We had to clean up the trunk from light dust to allow the sealer to stick the paint and that in turn would not allow any fumes into the car and stop vibration.

Yogi applied the sealing strip around the edge and we both removed the plastic wrap from the tank. Now at this point we were both very careful as the inner stainless edges of the tank are razor-sharp. The tank was eyed into position and laid onto the sealer strip, the holes were lined up ready for the bolts.

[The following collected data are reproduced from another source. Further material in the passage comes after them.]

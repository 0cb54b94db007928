//! Container health polling after `compose up`

use std::future::Future;
use std::path::Path;
use std::time::Duration;

use serde::de::Error as _;
use serde::{Deserialize, Deserializer, Serialize};
use tracing::{debug, info, warn};

use crate::deploy::compose;
use crate::deploy::executor::CommandRunner;
use crate::errors::PanelError;

/// Health poll settings
#[derive(Debug, Clone, PartialEq, Eq, Serialize, Deserialize)]
pub struct HealthPollSettings {
    /// Attempts before giving up, at least one
    #[serde(
        default = "default_max_attempts",
        deserialize_with = "deserialize_max_attempts"
    )]
    pub max_attempts: u32,

    /// Delay between attempts
    #[serde(default = "default_interval", with = "duration_secs")]
    pub interval: Duration,
}

fn default_max_attempts() -> u32 {
    24
}

fn default_interval() -> Duration {
    Duration::from_secs(5)
}

fn deserialize_max_attempts<'de, D: Deserializer<'de>>(deserializer: D) -> Result<u32, D::Error> {
    match u32::deserialize(deserializer)? {
        0 => Err(D::Error::custom("max_attempts must be at least 1")),
        n => Ok(n),
    }
}

impl HealthPollSettings {
    /// Attempts actually made; the first query always runs
    pub fn attempts(&self) -> u32 {
        self.max_attempts.max(1)
    }
}

impl Default for HealthPollSettings {
    fn default() -> Self {
        Self {
            max_attempts: default_max_attempts(),
            interval: default_interval(),
        }
    }
}

mod duration_secs {
    use std::time::Duration;

    use serde::{Deserialize, Deserializer, Serializer};

    pub fn serialize<S: Serializer>(value: &Duration, serializer: S) -> Result<S::Ok, S::Error> {
        serializer.serialize_u64(value.as_secs())
    }

    pub fn deserialize<'de, D: Deserializer<'de>>(deserializer: D) -> Result<Duration, D::Error> {
        Ok(Duration::from_secs(u64::deserialize(deserializer)?))
    }
}

/// Callback receiving human-readable progress lines
pub type ProgressSink<'a> = &'a mut (dyn FnMut(&str) + Send);

/// Poll the stack until an app container is ready.
///
/// Returns the attempt number that succeeded. Query errors count as
/// "not ready yet"; only running out of attempts is an error.
pub async fn wait_until_healthy<S, F>(
    runner: &dyn CommandRunner,
    project_dir: &Path,
    app_service: &str,
    settings: &HealthPollSettings,
    sleep_fn: S,
    on_progress: ProgressSink<'_>,
) -> Result<u32, PanelError>
where
    S: Fn(Duration) -> F,
    F: Future<Output = ()>,
{
    let max_attempts = settings.attempts();
    for attempt in 1..=max_attempts {
        let mut ready = false;

        match compose::ps(runner, project_dir).await {
            Ok(containers) => {
                for container in containers
                    .iter()
                    .filter(|c| c.matches_service(app_service))
                {
                    let health = if container.has_health_check() {
                        container.health.as_str()
                    } else {
                        "none"
                    };
                    on_progress(&format!(
                        "  {}: state={} health={}",
                        container.name, container.state, health
                    ));
                    ready |= container.is_ready();
                }
            }
            Err(e) => {
                debug!("Health query attempt {} failed: {}", attempt, e);
            }
        }

        if ready {
            info!(
                "Service {} healthy after {} attempt(s)",
                app_service, attempt
            );
            return Ok(attempt);
        }

        on_progress(&format!(
            "Health check attempt {}/{} - waiting...",
            attempt, max_attempts
        ));

        if attempt < max_attempts {
            sleep_fn(settings.interval).await;
        }
    }

    warn!(
        "Service {} not healthy after {} attempts",
        app_service, max_attempts
    );
    Err(PanelError::HealthCheckTimeout {
        attempts: max_attempts,
    })
}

The next step was the filler tube, gaskets, screws, clips and rubber. Previously I had cleaned up the tube, clips and rubber. Adam had a look at my cleaned up rubber tube and chucked it in the bin with a laugh. He was of course right, although it looked pretty good but not brilliant, I would always thinking to myself that it should have been a new one. We fitted the gaskets onto the filler pipe and feed the tube through the rear panel, the rubber was slid up the pipe and the clips roughly fitted. The screws to the back panel were tightened only as a rough guide to stop it turning. The rubber was slid down the pipe to the tank and clamped in place and the pipe screws fully tightened up.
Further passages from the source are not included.